Taylor, who had just gotten out of the hospital after a week due to an antibiotic-resistant staph infection in her leg, says she has been assigned to "every type of outreach worker." She says none have been able to find her and her children housing. "It's just going in a big circle of nothing," she said.
She's heard about the outdoor shelter and would "love" to live in a tiny home with her children. "I don't even know how to get on the list."
City spokesperson Lauren Vastano told CBC Hamilton in an email that "outreach staff attend each encampment regularly to connect with individuals, ensure sites are compliant, share information, and aid them in their housing journey."
She said the city's Housing Focused Street Outreach Team is triaging referrals to determine who gets placed in the tiny homes.
'People are left with very little choice'
CBC tagged along with SOPEN volunteers Kim Ritchie and Aaron Simkin that day, as the two visited encampment residents, handing out harm reduction supplies as well as Tim Hortons gift cards, winter hats and t-shirts that said "Nice people use drugs."
Ritchie would approach a tent yelling something friendly, like "anybody home?"
More often than not, she was met by silence, but sometimes someone would respond, and was almost always grateful for some of what the volunteers were offering. Several people she spoke with seemed unwell, or had been woken up from sleeping. Most did not want to be identified in an article.

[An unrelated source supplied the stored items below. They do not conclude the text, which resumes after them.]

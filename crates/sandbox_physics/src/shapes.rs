//! Collision shapes
//!
//! These are lightweight primitives used for collision detection,
//! separate from the renderable meshes in sandbox_math.

use sandbox_math::{Plane, Vec3};

/// A sphere defined by center and radius
#[derive(Clone, Copy, Debug, PartialEq)]
pub struct Sphere {
    pub center: Vec3,
    pub radius: f32,
}

impl Sphere {
    pub fn new(center: Vec3, radius: f32) -> Self {
        Self { center, radius }
    }

    /// Check if a point is inside or on the sphere
    pub fn contains(&self, point: Vec3) -> bool {
        (point - self.center).length_squared() <= self.radius * self.radius
    }
}

/// An axis-aligned bounding box
#[derive(Clone, Copy, Debug, PartialEq)]
pub struct Aabb {
    /// Minimum corner
    pub min: Vec3,
    /// Maximum corner
    pub max: Vec3,
}

impl Aabb {
    pub fn new(min: Vec3, max: Vec3) -> Self {
        Self { min, max }
    }

    /// Create an AABB centered at a position with given half-extents
    pub fn from_center_half_extents(center: Vec3, half_extents: Vec3) -> Self {
        Self {
            min: center - half_extents,
            max: center + half_extents,
        }
    }

    pub fn center(&self) -> Vec3 {
        (self.min + self.max) * 0.5
    }

    pub fn half_extents(&self) -> Vec3 {
        (self.max - self.min) * 0.5
    }

    /// Check if a point is inside or on the box
    pub fn contains(&self, point: Vec3) -> bool {
        point.cmpge(self.min).all() && point.cmple(self.max).all()
    }

    /// Closest point inside or on the box to a given point
    pub fn closest_point(&self, point: Vec3) -> Vec3 {
        point.clamp(self.min, self.max)
    }

    pub fn translated(&self, delta: Vec3) -> Self {
        Self {
            min: self.min + delta,
            max: self.max + delta,
        }
    }
}

/// Collider enum for the supported collision shapes
///
/// Planes are only used for static colliders.
#[derive(Clone, Copy, Debug, PartialEq)]
pub enum Collider {
    Sphere(Sphere),
    Aabb(Aabb),
    Plane(Plane),
}

impl Collider {
    /// Center of the collider; for planes, the point on the plane closest to the origin
    pub fn center(&self) -> Vec3 {
        match self {
            Collider::Sphere(s) => s.center,
            Collider::Aabb(b) => b.center(),
            Collider::Plane(p) => p.normal * p.distance,
        }
    }

    pub fn translated(&self, delta: Vec3) -> Self {
        match self {
            Collider::Sphere(s) => Collider::Sphere(Sphere::new(s.center + delta, s.radius)),
            Collider::Aabb(b) => Collider::Aabb(b.translated(delta)),
            Collider::Plane(p) => Collider::Plane(Plane::new(p.normal, p.distance + p.normal.dot(delta))),
        }
    }
}

/// Unscaled shape of a body in local space
///
/// The world-space collider is derived from this, the body position and
/// the body scale, so rescaling never compounds.
#[derive(Clone, Copy, Debug, PartialEq)]
pub enum BodyShape {
    Sphere { radius: f32 },
    Box { half_extents: Vec3 },
}

impl BodyShape {
    /// Build the world-space collider for this shape
    ///
    /// Boxes scale per axis; spheres scale by the largest axis.
    pub fn collider_at(&self, center: Vec3, scale: Vec3) -> Collider {
        let scale = scale.abs();
        match *self {
            BodyShape::Sphere { radius } => Collider::Sphere(Sphere::new(center, radius * scale.max_element())),
            BodyShape::Box { half_extents } => {
                Collider::Aabb(Aabb::from_center_half_extents(center, half_extents * scale))
            }
        }
    }
}

#[cfg(test)]
mod tests {
    use super::*;

    #[test]
    fn test_sphere_contains() {
        let sphere = Sphere::new(Vec3::ZERO, 1.0);
        assert!(sphere.contains(Vec3::ZERO));
        assert!(sphere.contains(Vec3::new(1.0, 0.0, 0.0)));
        assert!(!sphere.contains(Vec3::new(1.1, 0.0, 0.0)));
    }

    #[test]
    fn test_aabb_from_center_half_extents() {
        let aabb = Aabb::from_center_half_extents(Vec3::new(1.0, 2.0, 3.0), Vec3::splat(0.5));
        assert_eq!(aabb.min, Vec3::new(0.5, 1.5, 2.5));
        assert_eq!(aabb.max, Vec3::new(1.5, 2.5, 3.5));
        assert_eq!(aabb.center(), Vec3::new(1.0, 2.0, 3.0));
    }

    #[test]
    fn test_aabb_closest_point() {
        let aabb = Aabb::new(Vec3::ZERO, Vec3::ONE);
        let inside = Vec3::splat(0.5);
        assert_eq!(aabb.closest_point(inside), inside);
        assert_eq!(aabb.closest_point(Vec3::new(2.0, 0.5, 0.5)), Vec3::new(1.0, 0.5, 0.5));
        assert!(aabb.contains(Vec3::ZERO));
        assert!(!aabb.contains(Vec3::new(-0.1, 0.5, 0.5)));
    }

    #[test]
    fn test_plane_translation_moves_distance() {
        let collider = Collider::Plane(Plane::horizontal(0.0));
        let moved = collider.translated(Vec3::new(3.0, 2.0, 0.0));
        assert_eq!(moved.center(), Vec3::new(0.0, 2.0, 0.0));
    }

    #[test]
    fn test_box_shape_scales_per_axis() {
        let shape = BodyShape::Box { half_extents: Vec3::splat(5.0) };
        match shape.collider_at(Vec3::ZERO, Vec3::new(2.0, 1.0, 0.5)) {
            Collider::Aabb(b) => assert_eq!(b.half_extents(), Vec3::new(10.0, 5.0, 2.5)),
            other => panic!("expected box, got {:?}", other),
        }
    }

    #[test]
    fn test_sphere_shape_scales_by_largest_axis() {
        let shape = BodyShape::Sphere { radius: 6.0 };
        match shape.collider_at(Vec3::ZERO, Vec3::new(1.0, 3.0, 2.0)) {
            Collider::Sphere(s) => assert_eq!(s.radius, 18.0),
            other => panic!("expected sphere, got {:?}", other),
        }
    }
}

One woman told Ritchie that her husband, who was inside their tent, had a broken hip. Another resident reported that a neighbour's tent had recently burned down. Ritchie said those living in tents are often forced to choose between freezing to death and the dangers that come with a heater, which include fires but also carbon dioxide poisoning. She said the tents she visits average about four occupants each, for body heat.

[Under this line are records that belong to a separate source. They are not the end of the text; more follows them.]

//! egui drawing for the studio panel, HUD, crosshair and alerts

use std::ops::RangeInclusive;

use egui::{Align2, Color32, RichText, Stroke};
use sandbox_core::{EditTab, ObjectKind, World, POSITION_RANGE, ROTATION_RANGE, SCALE_RANGE};
use sandbox_math::Vec3;

use super::state::{StudioState, UiCommand};
use crate::i18n::Language;

const PANEL_WIDTH: f32 = 260.0;
const ACCENT: Color32 = Color32::from_rgb(0x00, 0xaa, 0xff);

/// Per-frame values shown by the HUD
#[derive(Clone, Copy, Debug)]
pub struct HudInfo {
    pub camera_position: Vec3,
    pub show_coordinates: bool,
}

/// Draw the whole interface, returning the commands the user issued
pub fn draw(ctx: &egui::Context, state: &mut StudioState, world: &World, hud: &HudInfo) -> Vec<UiCommand> {
    let mut commands = Vec::new();

    draw_overlay(ctx, state, hud);

    if state.edit_mode {
        draw_crosshair(ctx);
        draw_panel(ctx, state, world, &mut commands);
    }

    if let Some(message) = state.alert().map(str::to_owned) {
        draw_alert(ctx, state, &message, &mut commands);
    }

    commands
}

/// Mode indicator, key hints, language switch and camera coordinates
fn draw_overlay(ctx: &egui::Context, state: &mut StudioState, hud: &HudInfo) {
    let s = state.strings();

    egui::Area::new(egui::Id::new("mode_indicator"))
        .anchor(Align2::LEFT_TOP, [12.0, 12.0])
        .show(ctx, |ui| {
            let color = if state.edit_mode { ACCENT } else { Color32::WHITE };
            ui.label(RichText::new(s.mode(state.edit_mode)).strong().size(18.0).color(color));

            for (key, action) in [
                ("Q", s.edit_mode_key),
                ("WASD", s.move_key),
                ("RMB", s.rotate_key),
                ("LMB", s.action_key),
            ] {
                ui.label(RichText::new(format!("[{}] {}", key, action)).small().color(Color32::LIGHT_GRAY));
            }

            ui.horizontal(|ui| {
                for lang in Language::ALL {
                    let active = state.language == lang;
                    if ui.selectable_label(active, lang.code()).clicked() {
                        state.language = lang;
                    }
                }
            });
        });

    if hud.show_coordinates {
        let p = hud.camera_position;
        egui::Area::new(egui::Id::new("coords"))
            .anchor(Align2::LEFT_BOTTOM, [12.0, -12.0])
            .show(ctx, |ui| {
                ui.label(
                    RichText::new(format!("{}, {}, {}", p.x.round(), p.y.round(), p.z.round()))
                        .monospace()
                        .color(Color32::WHITE),
                );
            });
    }
}

fn draw_crosshair(ctx: &egui::Context) {
    let painter = ctx.layer_painter(egui::LayerId::new(egui::Order::Foreground, egui::Id::new("crosshair")));
    let center = ctx.screen_rect().center();
    let size = 8.0;
    let stroke = Stroke::new(1.5, Color32::WHITE);
    painter.line_segment([egui::pos2(center.x - size, center.y), egui::pos2(center.x + size, center.y)], stroke);
    painter.line_segment([egui::pos2(center.x, center.y - size), egui::pos2(center.x, center.y + size)], stroke);
}

fn draw_panel(ctx: &egui::Context, state: &mut StudioState, world: &World, commands: &mut Vec<UiCommand>) {
    let s = state.strings();

    egui::SidePanel::right("studio_panel")
        .resizable(false)
        .exact_width(PANEL_WIDTH)
        .show(ctx, |ui| {
            ui.add_space(6.0);
            ui.heading(RichText::new(s.studio_title).strong());
            ui.separator();

            ui.horizontal_wrapped(|ui| {
                for kind in ObjectKind::ALL {
                    ui.selectable_value(&mut state.spawn_kind, kind, s.kind_label(kind));
                }
            });

            ui.horizontal(|ui| {
                ui.label(s.color);
                let mut rgb = state.spawn_color.to_array();
                if ui.color_edit_button_srgb(&mut rgb).changed() {
                    state.spawn_color = rgb.into();
                }
                ui.monospace(state.spawn_color.to_hex());
            });

            ui.separator();

            ui.horizontal(|ui| {
                ui.selectable_value(&mut state.tab, EditTab::Move, s.move_tab);
                ui.selectable_value(&mut state.tab, EditTab::Scale, s.scale_tab);
                ui.selectable_value(&mut state.tab, EditTab::Rotate, s.rotate_tab);
            });

            let tab = state.tab;
            match state.edit_fields_mut() {
                Some(fields) => {
                    match tab {
                        EditTab::Move => {
                            ui.add(field_slider(&mut fields.position.x, POSITION_RANGE, s.pos_x));
                            ui.add(field_slider(&mut fields.position.y, POSITION_RANGE, s.pos_y));
                            ui.add(field_slider(&mut fields.position.z, POSITION_RANGE, s.pos_z));
                        }
                        EditTab::Scale => {
                            ui.add(field_slider(&mut fields.scale.x, SCALE_RANGE, s.scale_x));
                            ui.add(field_slider(&mut fields.scale.y, SCALE_RANGE, s.scale_y));
                            ui.add(field_slider(&mut fields.scale.z, SCALE_RANGE, s.scale_z));
                        }
                        EditTab::Rotate => {
                            ui.add(field_slider(&mut fields.rotation_y, ROTATION_RANGE, s.rot_y));
                        }
                    }

                    ui.add_space(6.0);
                    let delete = egui::Button::new(RichText::new(s.delete_btn).color(Color32::WHITE))
                        .fill(Color32::from_rgb(0x99, 0x22, 0x22));
                    if ui.add(delete).clicked() {
                        commands.push(UiCommand::DeleteSelected);
                    }
                }
                None => {
                    ui.label(RichText::new(s.no_selection).italics().color(Color32::GRAY));
                }
            }

            ui.separator();

            ui.label(s.scene_file);
            ui.text_edit_singleline(&mut state.scene_path);
            ui.horizontal(|ui| {
                if ui.button(s.save_btn).clicked() {
                    commands.push(UiCommand::SaveScene);
                }
                if ui.button(s.load_btn).clicked() {
                    commands.push(UiCommand::LoadScene);
                }
            });
            if let Some(status) = &state.status {
                ui.label(RichText::new(status).small());
            }

            ui.separator();
            let count = if world.max_objects() > 0 {
                format!("{}: {} / {}", s.objects, world.len(), world.max_objects())
            } else {
                format!("{}: {}", s.objects, world.len())
            };
            ui.label(RichText::new(count).small());
        });
}

/// Slider over the usual range that shows out-of-range values as they are
///
/// Only dragging changes the value, so a fallen object or a loaded scale of
/// 50 survives being selected.
fn field_slider<'a>(value: &'a mut f32, range: RangeInclusive<f32>, label: &str) -> egui::Slider<'a> {
    egui::Slider::new(value, range)
        .clamping(egui::SliderClamping::Never)
        .text(label)
}

/// Modal message; the scene behind it ignores clicks until it is closed
fn draw_alert(ctx: &egui::Context, state: &StudioState, message: &str, commands: &mut Vec<UiCommand>) {
    let s = state.strings();

    // Dim the scene and swallow pointer input behind the dialog
    egui::Area::new(egui::Id::new("alert_backdrop"))
        .order(egui::Order::Middle)
        .fixed_pos(egui::Pos2::ZERO)
        .show(ctx, |ui| {
            let rect = ctx.screen_rect();
            ui.painter().rect_filled(rect, 0.0, Color32::from_black_alpha(160));
            ui.allocate_rect(rect, egui::Sense::click());
        });

    egui::Window::new(s.alert_title)
        .order(egui::Order::Foreground)
        .collapsible(false)
        .resizable(false)
        .anchor(Align2::CENTER_CENTER, [0.0, 0.0])
        .show(ctx, |ui| {
            ui.label(message);
            ui.add_space(8.0);
            if ui.button(s.ok_btn).clicked() {
                commands.push(UiCommand::CloseAlert);
            }
        });
}

#[cfg(test)]
mod tests {
    use super::*;
    use sandbox_core::Color;

    fn run(state: &mut StudioState, world: &World) -> Vec<UiCommand> {
        let ctx = egui::Context::default();
        let hud = HudInfo {
            camera_position: Vec3::new(100.4, 99.6, -0.2),
            show_coordinates: true,
        };
        let mut commands = Vec::new();
        let _ = ctx.run(egui::RawInput::default(), |ctx| {
            commands = draw(ctx, state, world, &hud);
        });
        commands
    }

    #[test]
    fn test_draw_view_mode_issues_nothing() {
        let mut state = StudioState::default();
        assert!(run(&mut state, &World::new()).is_empty());
    }

    #[test]
    fn test_draw_edit_mode_with_selection_and_alert() {
        let mut world = World::new();
        let key = world.spawn(ObjectKind::Wall, Color::WHITE, Vec3::ZERO).unwrap();
        world.select(key);

        let mut state = StudioState::default();
        state.edit_mode = true;
        state.sync_selection(&world);
        state.show_alert("limit");
        for tab in [EditTab::Move, EditTab::Scale, EditTab::Rotate] {
            state.tab = tab;
            assert!(run(&mut state, &world).is_empty());
        }
        // Drawing alone never changes the selection's fields
        assert_eq!(state.edit_fields().unwrap().position, Vec3::ZERO);
    }

    #[test]
    fn test_out_of_range_fields_survive_drawing() {
        let mut world = World::new();
        let key = world
            .spawn_scaled(ObjectKind::Cube, Color::WHITE, Vec3::new(0.0, -1500.0, 0.0), Vec3::splat(50.0))
            .unwrap();
        world.select(key);

        let mut state = StudioState::default();
        state.edit_mode = true;
        state.sync_selection(&world);
        let before = *state.edit_fields().unwrap();

        for tab in [EditTab::Move, EditTab::Scale, EditTab::Rotate] {
            state.tab = tab;
            run(&mut state, &world);
            run(&mut state, &world);
        }
        let after = *state.edit_fields().unwrap();
        assert_eq!(after, before);
        assert_eq!(after.position.y, -1500.0);
        assert_eq!(after.scale, Vec3::splat(50.0));

        // Pushing the shown values back leaves the object where it was
        assert!(world.apply_edit(key, &after));
        let object = world.get(key).unwrap();
        assert_eq!(object.transform.position.y, -1500.0);
        assert_eq!(object.transform.scale, Vec3::splat(50.0));
    }
}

"Sleeping in tents and living a life like that is really hard on the body, but people are left with very little choice," said Ritchie, who became homeless as a teenager after her mother died and lived on the streets for about 15 years.
"Shelters often have really restrictive policies and rules that some people can't abide by. Outside of that, people don't want to leave their spouses. People don't want to leave their animals."

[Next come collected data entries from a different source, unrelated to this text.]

//! Line pipeline for the ground grid
//!
//! Runs after the mesh pass, loading its color and depth so objects occlude
//! the grid.

use wgpu::util::DeviceExt;

use super::mesh_pipeline::DEPTH_FORMAT;
use super::types::{LineVertex, SceneUniforms};

pub struct LinePipeline {
    pipeline: wgpu::RenderPipeline,
    uniform_buffer: wgpu::Buffer,
    bind_group: wgpu::BindGroup,
    vertex_buffer: Option<wgpu::Buffer>,
    vertex_count: u32,
}

impl LinePipeline {
    pub fn new(device: &wgpu::Device, surface_format: wgpu::TextureFormat) -> Self {
        let bind_group_layout = device.create_bind_group_layout(&wgpu::BindGroupLayoutDescriptor {
            label: Some("grid uniforms layout"),
            entries: &[wgpu::BindGroupLayoutEntry {
                binding: 0,
                visibility: wgpu::ShaderStages::VERTEX,
                ty: wgpu::BindingType::Buffer {
                    ty: wgpu::BufferBindingType::Uniform,
                    has_dynamic_offset: false,
                    min_binding_size: None,
                },
                count: None,
            }],
        });

        let pipeline_layout = device.create_pipeline_layout(&wgpu::PipelineLayoutDescriptor {
            label: Some("Line Pipeline Layout"),
            bind_group_layouts: &[&bind_group_layout],
            push_constant_ranges: &[],
        });

        let shader = device.create_shader_module(wgpu::ShaderModuleDescriptor {
            label: Some("Line Shader"),
            source: wgpu::ShaderSource::Wgsl(include_str!("../shaders/line.wgsl").into()),
        });

        let pipeline = device.create_render_pipeline(&wgpu::RenderPipelineDescriptor {
            label: Some("Line Pipeline"),
            layout: Some(&pipeline_layout),
            vertex: wgpu::VertexState {
                module: &shader,
                entry_point: Some("vs_main"),
                buffers: &[Self::vertex_buffer_layout()],
                compilation_options: wgpu::PipelineCompilationOptions::default(),
            },
            fragment: Some(wgpu::FragmentState {
                module: &shader,
                entry_point: Some("fs_main"),
                targets: &[Some(wgpu::ColorTargetState {
                    format: surface_format,
                    blend: Some(wgpu::BlendState::REPLACE),
                    write_mask: wgpu::ColorWrites::ALL,
                })],
                compilation_options: wgpu::PipelineCompilationOptions::default(),
            }),
            primitive: wgpu::PrimitiveState {
                topology: wgpu::PrimitiveTopology::LineList,
                ..Default::default()
            },
            depth_stencil: Some(wgpu::DepthStencilState {
                format: DEPTH_FORMAT,
                depth_write_enabled: false,
                depth_compare: wgpu::CompareFunction::LessEqual,
                stencil: wgpu::StencilState::default(),
                bias: wgpu::DepthBiasState::default(),
            }),
            multisample: wgpu::MultisampleState::default(),
            multiview: None,
            cache: None,
        });

        let uniform_buffer = device.create_buffer_init(&wgpu::util::BufferInitDescriptor {
            label: Some("Line Uniform Buffer"),
            contents: bytemuck::bytes_of(&SceneUniforms::default()),
            usage: wgpu::BufferUsages::UNIFORM | wgpu::BufferUsages::COPY_DST,
        });

        let bind_group = device.create_bind_group(&wgpu::BindGroupDescriptor {
            label: Some("Line Bind Group"),
            layout: &bind_group_layout,
            entries: &[wgpu::BindGroupEntry {
                binding: 0,
                resource: uniform_buffer.as_entire_binding(),
            }],
        });

        Self {
            pipeline,
            uniform_buffer,
            bind_group,
            vertex_buffer: None,
            vertex_count: 0,
        }
    }

    fn vertex_buffer_layout() -> wgpu::VertexBufferLayout<'static> {
        const ATTRIBUTES: [wgpu::VertexAttribute; 2] = wgpu::vertex_attr_array![0 => Float32x3, 1 => Float32x3];
        wgpu::VertexBufferLayout {
            array_stride: std::mem::size_of::<LineVertex>() as wgpu::BufferAddress,
            step_mode: wgpu::VertexStepMode::Vertex,
            attributes: &ATTRIBUTES,
        }
    }

    /// Upload line vertices (pairs of endpoints); called once at startup
    pub fn upload_lines(&mut self, device: &wgpu::Device, vertices: &[LineVertex]) {
        if vertices.is_empty() {
            self.vertex_buffer = None;
            self.vertex_count = 0;
            return;
        }
        self.vertex_buffer = Some(device.create_buffer_init(&wgpu::util::BufferInitDescriptor {
            label: Some("Line Vertex Buffer"),
            contents: bytemuck::cast_slice(vertices),
            usage: wgpu::BufferUsages::VERTEX,
        }));
        self.vertex_count = vertices.len() as u32;
    }

    pub fn update_uniforms(&self, queue: &wgpu::Queue, uniforms: &SceneUniforms) {
        queue.write_buffer(&self.uniform_buffer, 0, bytemuck::bytes_of(uniforms));
    }

    /// Draw the lines over the existing color and depth
    pub fn render(&self, encoder: &mut wgpu::CommandEncoder, view: &wgpu::TextureView, depth_view: &wgpu::TextureView) {
        let Some(vertex_buffer) = self.vertex_buffer.as_ref() else {
            return;
        };

        let mut render_pass = encoder.begin_render_pass(&wgpu::RenderPassDescriptor {
            label: Some("Line Pass"),
            color_attachments: &[Some(wgpu::RenderPassColorAttachment {
                view,
                resolve_target: None,
                ops: wgpu::Operations {
                    load: wgpu::LoadOp::Load,
                    store: wgpu::StoreOp::Store,
                },
            })],
            depth_stencil_attachment: Some(wgpu::RenderPassDepthStencilAttachment {
                view: depth_view,
                depth_ops: Some(wgpu::Operations {
                    load: wgpu::LoadOp::Load,
                    store: wgpu::StoreOp::Store,
                }),
                stencil_ops: None,
            }),
            timestamp_writes: None,
            occlusion_query_set: None,
        });

        render_pass.set_pipeline(&self.pipeline);
        render_pass.set_bind_group(0, &self.bind_group, &[]);
        render_pass.set_vertex_buffer(0, vertex_buffer.slice(..));
        render_pass.draw(0..self.vertex_count, 0..1);
    }
}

'I didn't fail, society failed me'
Ritchie said many drug users don't go into shelters because they can't use drugs there, something unlikely to change with the shelter system expansion.
City spokesperson Vastano shared that the new outdoor shelter was designed to accommodate people who face barriers – "this includes accommodation for couples, pets, and secure storage for belongings" – but did not respond to questions about drug use.
Ritchie added that unhoused drug users, already heavily stigmatized, face even further marginalization now that Hamilton's safe consumption site is slated for closure by March 31 following a provincial edict.
"If we don't have a safe place to use, you're going to use where you can," she said. "I can tell you for myself, as a person who's a former intravenous drug user, that this city was my… injection site. And if I had access to a safe injection site, I wouldn't have the scars on my body or the physical health stuff I do now."
Ritchie and Simkin said they don't believe shelter spaces or new restrictions can succeed in eliminating park encampments, suggesting instead a suite of other measures addressing the root causes of homelessness, including low-barrier housing, social assistance rates that actually cover rent with some money left over, and helping marginalized people build and maintain communities.
"It's sad that we're heading to this place where we're going back to, 'If you're poor, we're going to fine you and we're going to give you trespass notices,'" said Ritchie.
"Being houseless isn't a personal failing, it's a societal one, and I really need people to get grounded in that. I wasn't a failure as a child who was orphaned and lost all my familiar kin and was on the street. I didn't fail, society failed me in those moments."